What you will do:
Your job is to set down the stretch of entries that opens with the line containing "#[derive(Copy, Clone, Debug, Default, PartialEq)]" and closes with the line containing "osc.set_waveform(wave);". Keep both end lines, copy each exactly, and add nothing.

Start of Dataset excerpts

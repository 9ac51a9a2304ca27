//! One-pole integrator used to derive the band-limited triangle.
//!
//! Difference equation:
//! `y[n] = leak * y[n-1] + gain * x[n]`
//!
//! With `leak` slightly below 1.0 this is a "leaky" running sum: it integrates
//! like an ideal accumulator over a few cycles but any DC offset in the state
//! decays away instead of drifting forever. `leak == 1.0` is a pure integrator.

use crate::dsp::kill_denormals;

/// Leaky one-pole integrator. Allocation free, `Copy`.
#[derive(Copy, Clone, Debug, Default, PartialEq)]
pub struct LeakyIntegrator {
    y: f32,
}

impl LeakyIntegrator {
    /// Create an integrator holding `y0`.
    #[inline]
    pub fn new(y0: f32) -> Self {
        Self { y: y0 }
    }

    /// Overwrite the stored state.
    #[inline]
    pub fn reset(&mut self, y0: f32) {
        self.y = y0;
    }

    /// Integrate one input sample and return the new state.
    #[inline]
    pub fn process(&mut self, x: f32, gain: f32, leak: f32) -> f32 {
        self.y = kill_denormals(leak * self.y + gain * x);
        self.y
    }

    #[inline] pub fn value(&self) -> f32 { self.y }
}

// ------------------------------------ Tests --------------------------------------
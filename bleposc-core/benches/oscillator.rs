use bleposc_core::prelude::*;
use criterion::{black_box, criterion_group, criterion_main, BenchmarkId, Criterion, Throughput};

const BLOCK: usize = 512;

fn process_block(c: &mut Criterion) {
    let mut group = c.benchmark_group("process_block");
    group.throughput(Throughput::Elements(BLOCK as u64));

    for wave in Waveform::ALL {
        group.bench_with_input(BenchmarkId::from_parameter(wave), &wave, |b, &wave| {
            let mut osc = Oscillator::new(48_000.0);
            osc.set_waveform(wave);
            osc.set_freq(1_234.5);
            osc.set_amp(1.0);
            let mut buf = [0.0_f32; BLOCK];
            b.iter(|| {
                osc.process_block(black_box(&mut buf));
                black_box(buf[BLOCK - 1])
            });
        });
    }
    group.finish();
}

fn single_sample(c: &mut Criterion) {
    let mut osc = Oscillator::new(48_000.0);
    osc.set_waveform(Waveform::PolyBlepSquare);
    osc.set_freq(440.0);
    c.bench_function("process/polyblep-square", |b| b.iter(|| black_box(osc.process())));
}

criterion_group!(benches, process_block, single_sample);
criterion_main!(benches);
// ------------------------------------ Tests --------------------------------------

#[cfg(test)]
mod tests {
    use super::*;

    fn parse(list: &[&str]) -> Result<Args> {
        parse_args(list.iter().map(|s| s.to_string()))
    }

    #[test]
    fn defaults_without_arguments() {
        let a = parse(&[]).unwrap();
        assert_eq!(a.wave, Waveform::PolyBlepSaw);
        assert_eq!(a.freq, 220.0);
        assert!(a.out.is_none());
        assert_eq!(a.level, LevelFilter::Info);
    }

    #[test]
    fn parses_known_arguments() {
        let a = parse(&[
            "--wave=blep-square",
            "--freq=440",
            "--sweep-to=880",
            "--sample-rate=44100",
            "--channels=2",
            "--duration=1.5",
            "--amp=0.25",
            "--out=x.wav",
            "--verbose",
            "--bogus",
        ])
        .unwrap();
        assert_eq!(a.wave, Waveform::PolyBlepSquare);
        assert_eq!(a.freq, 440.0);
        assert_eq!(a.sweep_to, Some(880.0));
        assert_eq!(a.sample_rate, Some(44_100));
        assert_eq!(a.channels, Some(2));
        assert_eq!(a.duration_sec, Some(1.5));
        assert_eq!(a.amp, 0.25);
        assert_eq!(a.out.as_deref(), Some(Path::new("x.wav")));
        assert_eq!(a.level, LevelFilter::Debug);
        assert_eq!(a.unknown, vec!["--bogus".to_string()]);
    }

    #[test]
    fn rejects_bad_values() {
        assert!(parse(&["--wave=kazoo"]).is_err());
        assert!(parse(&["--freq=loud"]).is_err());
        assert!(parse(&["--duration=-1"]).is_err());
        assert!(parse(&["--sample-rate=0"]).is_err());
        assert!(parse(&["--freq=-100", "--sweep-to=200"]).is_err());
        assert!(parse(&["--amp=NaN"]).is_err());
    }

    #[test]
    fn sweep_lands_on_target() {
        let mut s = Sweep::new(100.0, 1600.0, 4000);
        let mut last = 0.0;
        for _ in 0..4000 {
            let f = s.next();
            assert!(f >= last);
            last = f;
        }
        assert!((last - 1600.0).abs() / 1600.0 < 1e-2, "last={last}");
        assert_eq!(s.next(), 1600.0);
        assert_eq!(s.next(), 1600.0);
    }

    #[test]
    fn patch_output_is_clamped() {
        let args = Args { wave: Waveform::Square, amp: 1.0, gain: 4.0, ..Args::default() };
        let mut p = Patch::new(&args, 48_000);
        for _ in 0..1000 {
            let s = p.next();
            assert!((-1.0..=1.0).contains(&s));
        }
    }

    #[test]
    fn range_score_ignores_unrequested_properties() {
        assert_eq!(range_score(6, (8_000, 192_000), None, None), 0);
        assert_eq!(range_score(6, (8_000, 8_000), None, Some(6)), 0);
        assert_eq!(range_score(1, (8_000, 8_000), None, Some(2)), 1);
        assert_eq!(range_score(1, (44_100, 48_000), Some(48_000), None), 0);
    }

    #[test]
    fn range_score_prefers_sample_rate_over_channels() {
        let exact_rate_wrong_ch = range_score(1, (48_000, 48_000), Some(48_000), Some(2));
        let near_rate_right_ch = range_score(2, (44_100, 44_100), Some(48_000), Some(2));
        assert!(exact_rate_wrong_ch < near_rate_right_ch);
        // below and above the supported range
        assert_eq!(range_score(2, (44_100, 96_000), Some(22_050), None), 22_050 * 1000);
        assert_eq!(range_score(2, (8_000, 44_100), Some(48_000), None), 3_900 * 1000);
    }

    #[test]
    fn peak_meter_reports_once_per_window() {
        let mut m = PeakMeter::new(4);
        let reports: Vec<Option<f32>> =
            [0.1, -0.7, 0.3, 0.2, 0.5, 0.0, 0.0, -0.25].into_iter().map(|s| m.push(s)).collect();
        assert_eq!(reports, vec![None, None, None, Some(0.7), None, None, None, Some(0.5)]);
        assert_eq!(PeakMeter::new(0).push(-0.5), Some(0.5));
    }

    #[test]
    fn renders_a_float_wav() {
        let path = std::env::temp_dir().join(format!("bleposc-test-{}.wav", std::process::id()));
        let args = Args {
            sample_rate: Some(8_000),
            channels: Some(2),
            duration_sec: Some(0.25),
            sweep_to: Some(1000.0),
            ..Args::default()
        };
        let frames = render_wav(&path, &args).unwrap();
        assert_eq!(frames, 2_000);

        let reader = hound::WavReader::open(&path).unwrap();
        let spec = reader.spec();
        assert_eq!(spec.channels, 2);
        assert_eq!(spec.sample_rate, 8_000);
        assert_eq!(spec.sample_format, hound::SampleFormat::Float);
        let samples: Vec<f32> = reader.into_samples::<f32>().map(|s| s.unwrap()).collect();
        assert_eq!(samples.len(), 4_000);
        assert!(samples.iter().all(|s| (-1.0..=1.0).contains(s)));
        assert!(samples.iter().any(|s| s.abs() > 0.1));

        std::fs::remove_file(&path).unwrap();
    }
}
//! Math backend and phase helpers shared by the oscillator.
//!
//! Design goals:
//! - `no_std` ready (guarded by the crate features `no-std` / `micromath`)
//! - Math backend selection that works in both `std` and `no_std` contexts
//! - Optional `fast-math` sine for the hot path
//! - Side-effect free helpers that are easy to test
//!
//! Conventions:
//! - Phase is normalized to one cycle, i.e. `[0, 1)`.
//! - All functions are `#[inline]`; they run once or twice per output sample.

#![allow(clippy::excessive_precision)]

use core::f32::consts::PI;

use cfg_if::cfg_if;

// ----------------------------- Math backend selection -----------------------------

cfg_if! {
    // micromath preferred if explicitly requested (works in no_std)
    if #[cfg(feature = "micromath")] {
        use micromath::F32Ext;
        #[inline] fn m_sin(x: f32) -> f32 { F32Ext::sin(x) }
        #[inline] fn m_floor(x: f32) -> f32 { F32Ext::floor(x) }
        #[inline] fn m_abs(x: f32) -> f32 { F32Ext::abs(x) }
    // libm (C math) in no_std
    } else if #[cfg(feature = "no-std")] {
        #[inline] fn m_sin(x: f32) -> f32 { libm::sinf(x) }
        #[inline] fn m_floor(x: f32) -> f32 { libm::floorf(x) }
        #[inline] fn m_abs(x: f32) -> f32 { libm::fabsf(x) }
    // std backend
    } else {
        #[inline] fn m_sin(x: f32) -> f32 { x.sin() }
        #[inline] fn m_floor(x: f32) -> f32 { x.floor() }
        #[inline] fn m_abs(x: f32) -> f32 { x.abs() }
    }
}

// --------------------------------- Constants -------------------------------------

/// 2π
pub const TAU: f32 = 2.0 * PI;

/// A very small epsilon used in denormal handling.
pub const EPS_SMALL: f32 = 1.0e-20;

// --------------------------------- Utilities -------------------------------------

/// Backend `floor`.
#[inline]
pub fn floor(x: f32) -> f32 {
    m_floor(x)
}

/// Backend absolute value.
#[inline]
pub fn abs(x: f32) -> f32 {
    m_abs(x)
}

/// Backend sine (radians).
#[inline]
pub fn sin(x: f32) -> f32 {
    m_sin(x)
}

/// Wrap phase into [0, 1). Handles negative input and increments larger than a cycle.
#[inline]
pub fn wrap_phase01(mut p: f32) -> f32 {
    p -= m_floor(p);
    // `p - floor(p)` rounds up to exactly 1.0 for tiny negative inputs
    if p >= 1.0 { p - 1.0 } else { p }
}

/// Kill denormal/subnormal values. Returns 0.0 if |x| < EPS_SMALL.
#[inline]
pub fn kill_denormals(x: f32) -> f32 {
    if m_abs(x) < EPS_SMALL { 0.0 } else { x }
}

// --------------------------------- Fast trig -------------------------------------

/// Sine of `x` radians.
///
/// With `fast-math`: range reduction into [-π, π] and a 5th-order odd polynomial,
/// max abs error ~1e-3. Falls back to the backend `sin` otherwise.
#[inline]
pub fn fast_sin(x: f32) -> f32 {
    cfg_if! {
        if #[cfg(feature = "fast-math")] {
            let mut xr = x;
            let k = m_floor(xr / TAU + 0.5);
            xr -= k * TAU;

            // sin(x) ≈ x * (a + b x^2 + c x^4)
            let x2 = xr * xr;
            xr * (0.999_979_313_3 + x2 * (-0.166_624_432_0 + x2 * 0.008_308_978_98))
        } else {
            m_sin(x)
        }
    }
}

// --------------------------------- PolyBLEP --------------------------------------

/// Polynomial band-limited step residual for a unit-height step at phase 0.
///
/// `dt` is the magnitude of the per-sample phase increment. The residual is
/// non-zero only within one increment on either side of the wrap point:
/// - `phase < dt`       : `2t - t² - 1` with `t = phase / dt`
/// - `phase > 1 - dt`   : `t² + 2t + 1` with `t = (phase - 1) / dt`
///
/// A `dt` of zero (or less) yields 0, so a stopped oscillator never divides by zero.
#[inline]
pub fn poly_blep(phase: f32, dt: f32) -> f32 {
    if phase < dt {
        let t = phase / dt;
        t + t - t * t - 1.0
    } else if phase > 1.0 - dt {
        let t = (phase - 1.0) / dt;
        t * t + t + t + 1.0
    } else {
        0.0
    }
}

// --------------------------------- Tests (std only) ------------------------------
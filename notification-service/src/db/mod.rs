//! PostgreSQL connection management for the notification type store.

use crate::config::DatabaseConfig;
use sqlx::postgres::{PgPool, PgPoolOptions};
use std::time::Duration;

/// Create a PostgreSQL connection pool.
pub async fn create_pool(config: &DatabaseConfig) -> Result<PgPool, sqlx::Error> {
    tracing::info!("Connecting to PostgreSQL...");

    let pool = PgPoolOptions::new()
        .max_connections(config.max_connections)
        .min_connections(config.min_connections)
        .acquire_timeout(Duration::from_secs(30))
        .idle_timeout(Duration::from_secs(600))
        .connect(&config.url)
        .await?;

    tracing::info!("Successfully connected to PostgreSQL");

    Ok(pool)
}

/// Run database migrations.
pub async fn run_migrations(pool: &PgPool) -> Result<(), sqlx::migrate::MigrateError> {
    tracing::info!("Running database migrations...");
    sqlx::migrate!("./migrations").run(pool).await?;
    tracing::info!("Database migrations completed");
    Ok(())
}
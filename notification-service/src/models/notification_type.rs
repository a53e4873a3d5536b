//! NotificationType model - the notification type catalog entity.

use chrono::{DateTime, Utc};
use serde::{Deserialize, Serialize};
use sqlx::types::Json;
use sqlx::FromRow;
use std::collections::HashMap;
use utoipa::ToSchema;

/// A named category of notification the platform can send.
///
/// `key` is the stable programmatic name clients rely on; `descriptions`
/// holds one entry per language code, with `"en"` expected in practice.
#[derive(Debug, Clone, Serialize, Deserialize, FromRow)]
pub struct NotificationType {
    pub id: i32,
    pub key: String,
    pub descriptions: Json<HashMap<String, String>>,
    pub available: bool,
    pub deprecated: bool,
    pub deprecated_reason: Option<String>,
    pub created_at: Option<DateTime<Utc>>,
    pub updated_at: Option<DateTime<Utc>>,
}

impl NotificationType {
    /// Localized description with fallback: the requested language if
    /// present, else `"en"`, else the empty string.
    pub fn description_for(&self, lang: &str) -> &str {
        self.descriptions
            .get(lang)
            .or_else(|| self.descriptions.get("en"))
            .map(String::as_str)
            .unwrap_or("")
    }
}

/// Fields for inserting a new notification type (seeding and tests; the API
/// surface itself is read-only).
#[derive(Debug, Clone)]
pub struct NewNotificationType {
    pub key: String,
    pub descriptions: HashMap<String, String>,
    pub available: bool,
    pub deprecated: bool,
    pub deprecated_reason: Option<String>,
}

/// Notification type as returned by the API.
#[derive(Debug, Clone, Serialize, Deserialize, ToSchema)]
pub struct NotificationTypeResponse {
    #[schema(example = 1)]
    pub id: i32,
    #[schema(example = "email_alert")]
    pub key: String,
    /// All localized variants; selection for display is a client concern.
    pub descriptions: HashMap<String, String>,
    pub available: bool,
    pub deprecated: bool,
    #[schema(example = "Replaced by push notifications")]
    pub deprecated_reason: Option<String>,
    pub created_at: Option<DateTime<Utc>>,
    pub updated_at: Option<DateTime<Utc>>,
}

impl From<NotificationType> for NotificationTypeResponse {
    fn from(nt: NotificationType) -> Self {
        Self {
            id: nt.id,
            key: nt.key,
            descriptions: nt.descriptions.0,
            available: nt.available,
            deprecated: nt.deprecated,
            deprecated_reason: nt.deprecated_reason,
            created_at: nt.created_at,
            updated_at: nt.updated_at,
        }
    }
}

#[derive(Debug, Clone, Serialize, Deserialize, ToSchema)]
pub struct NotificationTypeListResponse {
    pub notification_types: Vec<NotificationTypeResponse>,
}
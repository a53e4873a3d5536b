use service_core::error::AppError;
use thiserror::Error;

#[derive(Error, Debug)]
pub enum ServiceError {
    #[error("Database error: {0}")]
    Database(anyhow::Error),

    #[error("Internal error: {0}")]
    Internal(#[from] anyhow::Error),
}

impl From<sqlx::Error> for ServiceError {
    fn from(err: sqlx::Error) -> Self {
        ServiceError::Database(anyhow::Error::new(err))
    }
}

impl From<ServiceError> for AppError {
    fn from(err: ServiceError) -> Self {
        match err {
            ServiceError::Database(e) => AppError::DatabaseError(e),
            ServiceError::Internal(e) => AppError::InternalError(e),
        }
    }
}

End of Dataset excerpts

Output for this task:
#[derive(Copy, Clone, Debug, Default, PartialEq)]
pub struct LeakyIntegrator {
    y: f32,
}

impl LeakyIntegrator {
    /// Create an integrator holding `y0`.
    #[inline]
    pub fn new(y0: f32) -> Self {
        Self { y: y0 }
    }

    /// Overwrite the stored state.
    #[inline]
    pub fn reset(&mut self, y0: f32) {
        self.y = y0;
    }

    /// Integrate one input sample and return the new state.
    #[inline]
    pub fn process(&mut self, x: f32, gain: f32, leak: f32) -> f32 {
        self.y = kill_denormals(leak * self.y + gain * x);
        self.y
    }

    #[inline] pub fn value(&self) -> f32 { self.y }
}

// ------------------------------------ Tests --------------------------------------
filename bleposc-core/benches/oscillator.rs
use bleposc_core::prelude::*;
use criterion::{black_box, criterion_group, criterion_main, BenchmarkId, Criterion, Throughput};

const BLOCK: usize = 512;

fn process_block(c: &mut Criterion) {
    let mut group = c.benchmark_group("process_block");
    group.throughput(Throughput::Elements(BLOCK as u64));

    for wave in Waveform::ALL {
        group.bench_with_input(BenchmarkId::from_parameter(wave), &wave, |b, &wave| {
            let mut osc = Oscillator::new(48_000.0);
            osc.set_waveform(wave);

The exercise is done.